Problem to work on | Scan the data below and report how many lines include the word "Piezo". Nothing else is wanted.

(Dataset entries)
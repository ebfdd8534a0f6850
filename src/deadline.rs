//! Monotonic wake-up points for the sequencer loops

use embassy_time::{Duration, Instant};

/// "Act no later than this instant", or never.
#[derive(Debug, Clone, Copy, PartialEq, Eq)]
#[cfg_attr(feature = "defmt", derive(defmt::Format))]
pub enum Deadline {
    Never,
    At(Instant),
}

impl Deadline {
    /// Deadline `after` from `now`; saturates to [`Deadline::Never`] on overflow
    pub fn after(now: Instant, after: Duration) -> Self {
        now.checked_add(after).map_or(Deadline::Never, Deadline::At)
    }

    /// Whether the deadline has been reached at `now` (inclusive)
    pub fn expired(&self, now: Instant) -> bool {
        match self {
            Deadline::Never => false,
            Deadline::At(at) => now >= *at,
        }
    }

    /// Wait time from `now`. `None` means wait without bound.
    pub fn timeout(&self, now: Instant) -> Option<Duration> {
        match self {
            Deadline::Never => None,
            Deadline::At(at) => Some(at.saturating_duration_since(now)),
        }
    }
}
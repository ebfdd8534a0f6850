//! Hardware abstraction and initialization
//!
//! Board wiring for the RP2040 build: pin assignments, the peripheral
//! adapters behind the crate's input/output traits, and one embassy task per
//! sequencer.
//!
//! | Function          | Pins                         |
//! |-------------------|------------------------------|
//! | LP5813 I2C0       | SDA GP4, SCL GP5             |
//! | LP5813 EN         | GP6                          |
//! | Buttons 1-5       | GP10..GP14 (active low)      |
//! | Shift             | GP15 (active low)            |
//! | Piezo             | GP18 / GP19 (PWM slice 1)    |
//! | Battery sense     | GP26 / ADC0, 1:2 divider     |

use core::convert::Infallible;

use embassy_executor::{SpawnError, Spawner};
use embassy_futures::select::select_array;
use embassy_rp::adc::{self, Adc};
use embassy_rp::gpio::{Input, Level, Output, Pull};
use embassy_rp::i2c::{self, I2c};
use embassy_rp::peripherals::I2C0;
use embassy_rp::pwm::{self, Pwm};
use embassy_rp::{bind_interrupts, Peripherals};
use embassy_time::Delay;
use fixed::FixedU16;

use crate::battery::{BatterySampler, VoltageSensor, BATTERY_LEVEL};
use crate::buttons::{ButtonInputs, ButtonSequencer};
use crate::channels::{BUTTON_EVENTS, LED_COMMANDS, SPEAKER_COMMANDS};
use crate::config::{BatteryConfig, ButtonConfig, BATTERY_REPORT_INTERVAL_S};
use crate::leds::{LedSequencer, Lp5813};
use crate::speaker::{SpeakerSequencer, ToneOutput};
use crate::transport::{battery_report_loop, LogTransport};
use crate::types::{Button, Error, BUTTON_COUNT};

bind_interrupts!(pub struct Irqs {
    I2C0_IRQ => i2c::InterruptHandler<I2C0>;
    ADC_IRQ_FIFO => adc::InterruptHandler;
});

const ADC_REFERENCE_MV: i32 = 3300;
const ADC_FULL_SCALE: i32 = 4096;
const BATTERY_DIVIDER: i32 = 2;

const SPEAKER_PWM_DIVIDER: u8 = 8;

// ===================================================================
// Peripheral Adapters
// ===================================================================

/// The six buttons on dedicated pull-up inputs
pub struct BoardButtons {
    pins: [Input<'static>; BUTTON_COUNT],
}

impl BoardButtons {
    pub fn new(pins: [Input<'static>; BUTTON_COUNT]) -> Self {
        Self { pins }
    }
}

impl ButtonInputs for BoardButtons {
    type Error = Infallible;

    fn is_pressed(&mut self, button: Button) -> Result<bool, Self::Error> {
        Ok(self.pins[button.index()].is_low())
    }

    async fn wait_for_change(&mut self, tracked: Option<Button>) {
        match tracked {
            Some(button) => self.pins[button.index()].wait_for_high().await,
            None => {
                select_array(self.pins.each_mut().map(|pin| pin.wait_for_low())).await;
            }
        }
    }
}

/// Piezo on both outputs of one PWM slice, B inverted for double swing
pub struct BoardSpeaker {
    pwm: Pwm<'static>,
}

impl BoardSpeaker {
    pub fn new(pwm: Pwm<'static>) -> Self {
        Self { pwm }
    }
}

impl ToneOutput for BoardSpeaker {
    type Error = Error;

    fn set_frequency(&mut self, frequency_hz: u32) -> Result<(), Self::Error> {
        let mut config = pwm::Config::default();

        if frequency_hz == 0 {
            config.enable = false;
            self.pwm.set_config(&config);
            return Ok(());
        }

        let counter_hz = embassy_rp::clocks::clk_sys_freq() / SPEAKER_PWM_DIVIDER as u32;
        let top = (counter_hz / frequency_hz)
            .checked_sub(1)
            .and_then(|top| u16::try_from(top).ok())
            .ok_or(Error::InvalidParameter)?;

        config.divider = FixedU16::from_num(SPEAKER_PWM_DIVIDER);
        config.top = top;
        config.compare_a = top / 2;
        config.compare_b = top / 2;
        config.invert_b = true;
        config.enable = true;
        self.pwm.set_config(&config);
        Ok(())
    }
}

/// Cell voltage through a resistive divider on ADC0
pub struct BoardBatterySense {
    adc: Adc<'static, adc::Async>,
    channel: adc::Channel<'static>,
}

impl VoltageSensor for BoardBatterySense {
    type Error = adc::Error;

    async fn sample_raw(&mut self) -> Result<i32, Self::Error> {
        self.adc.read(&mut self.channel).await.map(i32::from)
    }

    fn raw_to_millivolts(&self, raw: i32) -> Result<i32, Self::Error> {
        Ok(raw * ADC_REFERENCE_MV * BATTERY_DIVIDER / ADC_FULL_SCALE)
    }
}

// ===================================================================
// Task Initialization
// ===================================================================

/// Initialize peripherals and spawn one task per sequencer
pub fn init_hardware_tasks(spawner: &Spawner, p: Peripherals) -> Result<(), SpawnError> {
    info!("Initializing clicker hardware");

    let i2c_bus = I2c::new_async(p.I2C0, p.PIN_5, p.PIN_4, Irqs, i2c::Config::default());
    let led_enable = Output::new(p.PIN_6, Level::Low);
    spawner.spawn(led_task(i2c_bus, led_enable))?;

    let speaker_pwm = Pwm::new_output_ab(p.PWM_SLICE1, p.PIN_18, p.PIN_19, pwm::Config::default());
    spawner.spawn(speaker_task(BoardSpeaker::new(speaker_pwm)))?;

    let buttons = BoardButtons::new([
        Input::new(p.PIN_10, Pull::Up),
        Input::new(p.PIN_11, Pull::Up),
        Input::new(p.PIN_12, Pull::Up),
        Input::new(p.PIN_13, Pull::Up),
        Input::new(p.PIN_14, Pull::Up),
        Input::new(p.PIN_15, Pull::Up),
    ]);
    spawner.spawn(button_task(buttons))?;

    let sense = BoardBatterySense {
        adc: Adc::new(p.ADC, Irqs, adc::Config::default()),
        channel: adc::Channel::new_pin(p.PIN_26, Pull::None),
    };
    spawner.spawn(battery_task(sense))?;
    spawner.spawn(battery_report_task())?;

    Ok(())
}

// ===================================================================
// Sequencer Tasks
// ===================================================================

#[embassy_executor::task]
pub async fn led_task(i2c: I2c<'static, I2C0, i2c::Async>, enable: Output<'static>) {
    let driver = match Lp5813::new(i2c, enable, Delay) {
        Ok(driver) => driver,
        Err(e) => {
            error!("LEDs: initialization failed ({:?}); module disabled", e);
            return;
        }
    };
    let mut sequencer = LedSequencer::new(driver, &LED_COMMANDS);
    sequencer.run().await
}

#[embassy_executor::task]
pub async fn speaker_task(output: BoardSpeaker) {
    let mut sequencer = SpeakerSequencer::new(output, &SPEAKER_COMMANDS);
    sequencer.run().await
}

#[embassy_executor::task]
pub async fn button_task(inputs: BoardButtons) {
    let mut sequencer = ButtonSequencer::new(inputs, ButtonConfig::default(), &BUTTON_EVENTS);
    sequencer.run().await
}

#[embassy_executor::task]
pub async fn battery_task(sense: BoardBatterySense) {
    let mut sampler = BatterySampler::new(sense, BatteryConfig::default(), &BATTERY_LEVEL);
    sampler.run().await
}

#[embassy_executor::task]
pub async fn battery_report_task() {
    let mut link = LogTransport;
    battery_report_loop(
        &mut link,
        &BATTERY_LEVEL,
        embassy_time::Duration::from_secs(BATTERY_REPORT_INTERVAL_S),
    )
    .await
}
* * *
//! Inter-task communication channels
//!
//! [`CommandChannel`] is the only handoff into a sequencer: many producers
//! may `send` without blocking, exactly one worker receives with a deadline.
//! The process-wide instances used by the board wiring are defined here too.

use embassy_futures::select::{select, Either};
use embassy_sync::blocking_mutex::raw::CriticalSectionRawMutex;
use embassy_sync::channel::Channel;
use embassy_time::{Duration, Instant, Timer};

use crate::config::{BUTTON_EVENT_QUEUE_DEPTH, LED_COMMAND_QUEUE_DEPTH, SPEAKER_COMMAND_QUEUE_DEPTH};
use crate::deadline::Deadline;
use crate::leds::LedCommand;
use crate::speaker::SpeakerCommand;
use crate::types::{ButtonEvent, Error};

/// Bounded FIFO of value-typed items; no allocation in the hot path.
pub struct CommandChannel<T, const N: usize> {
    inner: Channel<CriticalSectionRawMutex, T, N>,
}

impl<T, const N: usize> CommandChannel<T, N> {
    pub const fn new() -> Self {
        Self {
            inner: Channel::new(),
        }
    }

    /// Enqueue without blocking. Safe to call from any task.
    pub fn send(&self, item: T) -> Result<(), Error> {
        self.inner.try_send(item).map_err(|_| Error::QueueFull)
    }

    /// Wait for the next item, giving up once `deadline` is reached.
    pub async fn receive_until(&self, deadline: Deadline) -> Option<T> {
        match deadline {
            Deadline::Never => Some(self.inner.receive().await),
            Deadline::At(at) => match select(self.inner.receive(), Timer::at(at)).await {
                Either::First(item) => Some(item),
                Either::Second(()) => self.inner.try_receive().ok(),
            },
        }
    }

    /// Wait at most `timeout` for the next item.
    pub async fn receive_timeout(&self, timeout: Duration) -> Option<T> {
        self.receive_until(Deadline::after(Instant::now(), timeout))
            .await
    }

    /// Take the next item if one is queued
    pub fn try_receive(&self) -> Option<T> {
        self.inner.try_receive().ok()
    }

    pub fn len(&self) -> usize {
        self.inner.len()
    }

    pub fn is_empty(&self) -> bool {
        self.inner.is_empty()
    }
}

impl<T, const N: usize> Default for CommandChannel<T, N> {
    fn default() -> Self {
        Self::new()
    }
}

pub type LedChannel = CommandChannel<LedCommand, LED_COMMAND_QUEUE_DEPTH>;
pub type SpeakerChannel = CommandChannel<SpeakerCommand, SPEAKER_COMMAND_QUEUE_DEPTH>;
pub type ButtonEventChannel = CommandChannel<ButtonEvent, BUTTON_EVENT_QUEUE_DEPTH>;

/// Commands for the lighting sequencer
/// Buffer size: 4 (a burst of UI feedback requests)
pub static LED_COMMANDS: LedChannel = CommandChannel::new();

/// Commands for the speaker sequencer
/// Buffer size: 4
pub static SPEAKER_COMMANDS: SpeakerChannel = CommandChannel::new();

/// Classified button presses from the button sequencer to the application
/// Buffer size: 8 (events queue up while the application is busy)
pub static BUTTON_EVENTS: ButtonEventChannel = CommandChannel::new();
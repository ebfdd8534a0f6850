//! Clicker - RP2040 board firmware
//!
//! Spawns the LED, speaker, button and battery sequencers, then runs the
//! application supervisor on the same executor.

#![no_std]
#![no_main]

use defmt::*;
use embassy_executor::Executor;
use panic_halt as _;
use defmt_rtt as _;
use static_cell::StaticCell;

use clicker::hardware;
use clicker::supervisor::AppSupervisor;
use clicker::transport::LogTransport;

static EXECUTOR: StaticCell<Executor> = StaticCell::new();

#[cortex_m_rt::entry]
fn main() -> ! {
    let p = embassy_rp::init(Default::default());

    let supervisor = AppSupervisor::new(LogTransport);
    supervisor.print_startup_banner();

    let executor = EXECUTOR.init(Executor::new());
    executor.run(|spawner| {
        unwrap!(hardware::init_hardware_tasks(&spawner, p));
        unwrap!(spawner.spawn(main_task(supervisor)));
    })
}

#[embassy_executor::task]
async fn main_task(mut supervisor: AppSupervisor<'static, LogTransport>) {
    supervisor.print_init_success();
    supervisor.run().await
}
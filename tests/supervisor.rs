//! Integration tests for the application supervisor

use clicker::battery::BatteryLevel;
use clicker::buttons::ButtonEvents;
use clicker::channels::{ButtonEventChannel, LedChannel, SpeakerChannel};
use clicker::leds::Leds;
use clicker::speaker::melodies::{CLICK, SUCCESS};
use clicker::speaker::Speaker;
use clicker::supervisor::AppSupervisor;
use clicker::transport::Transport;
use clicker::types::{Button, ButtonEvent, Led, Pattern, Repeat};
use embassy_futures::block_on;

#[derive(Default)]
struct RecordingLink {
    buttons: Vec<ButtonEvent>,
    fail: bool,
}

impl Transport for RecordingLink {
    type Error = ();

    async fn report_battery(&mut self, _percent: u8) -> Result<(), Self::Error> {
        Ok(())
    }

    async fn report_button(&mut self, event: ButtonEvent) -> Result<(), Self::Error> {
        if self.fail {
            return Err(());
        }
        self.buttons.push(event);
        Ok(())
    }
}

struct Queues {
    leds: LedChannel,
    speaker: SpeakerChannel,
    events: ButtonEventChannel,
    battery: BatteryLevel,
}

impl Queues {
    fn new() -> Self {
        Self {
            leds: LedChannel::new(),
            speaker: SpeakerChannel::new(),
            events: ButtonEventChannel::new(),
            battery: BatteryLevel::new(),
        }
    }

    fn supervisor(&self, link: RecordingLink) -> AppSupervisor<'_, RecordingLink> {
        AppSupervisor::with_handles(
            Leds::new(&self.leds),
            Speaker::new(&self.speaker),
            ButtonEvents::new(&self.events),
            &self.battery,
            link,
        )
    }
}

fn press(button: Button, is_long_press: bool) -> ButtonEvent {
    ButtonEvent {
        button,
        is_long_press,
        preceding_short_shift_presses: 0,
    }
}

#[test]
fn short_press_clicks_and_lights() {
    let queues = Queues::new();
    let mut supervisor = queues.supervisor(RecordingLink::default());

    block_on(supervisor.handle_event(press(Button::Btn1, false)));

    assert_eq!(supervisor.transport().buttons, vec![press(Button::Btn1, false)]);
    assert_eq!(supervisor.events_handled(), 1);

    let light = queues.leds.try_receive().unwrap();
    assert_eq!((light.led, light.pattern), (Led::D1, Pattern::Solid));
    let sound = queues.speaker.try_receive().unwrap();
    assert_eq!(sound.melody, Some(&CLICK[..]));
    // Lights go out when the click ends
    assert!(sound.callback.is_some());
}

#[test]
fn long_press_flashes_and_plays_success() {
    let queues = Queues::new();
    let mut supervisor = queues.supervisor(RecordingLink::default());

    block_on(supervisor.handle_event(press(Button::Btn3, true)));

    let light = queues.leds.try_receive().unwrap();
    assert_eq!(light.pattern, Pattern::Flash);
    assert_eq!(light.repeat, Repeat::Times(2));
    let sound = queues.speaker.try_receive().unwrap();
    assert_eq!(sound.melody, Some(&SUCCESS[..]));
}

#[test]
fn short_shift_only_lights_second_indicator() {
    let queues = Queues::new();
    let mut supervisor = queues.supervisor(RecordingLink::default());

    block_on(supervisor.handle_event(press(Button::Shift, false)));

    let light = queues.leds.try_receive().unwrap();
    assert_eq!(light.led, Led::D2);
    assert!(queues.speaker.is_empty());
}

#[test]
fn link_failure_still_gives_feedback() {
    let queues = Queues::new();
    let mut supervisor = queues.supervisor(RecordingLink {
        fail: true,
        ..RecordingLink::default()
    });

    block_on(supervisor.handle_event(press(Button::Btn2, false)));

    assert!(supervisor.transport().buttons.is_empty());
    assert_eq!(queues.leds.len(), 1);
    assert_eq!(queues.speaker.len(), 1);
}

Output below | 2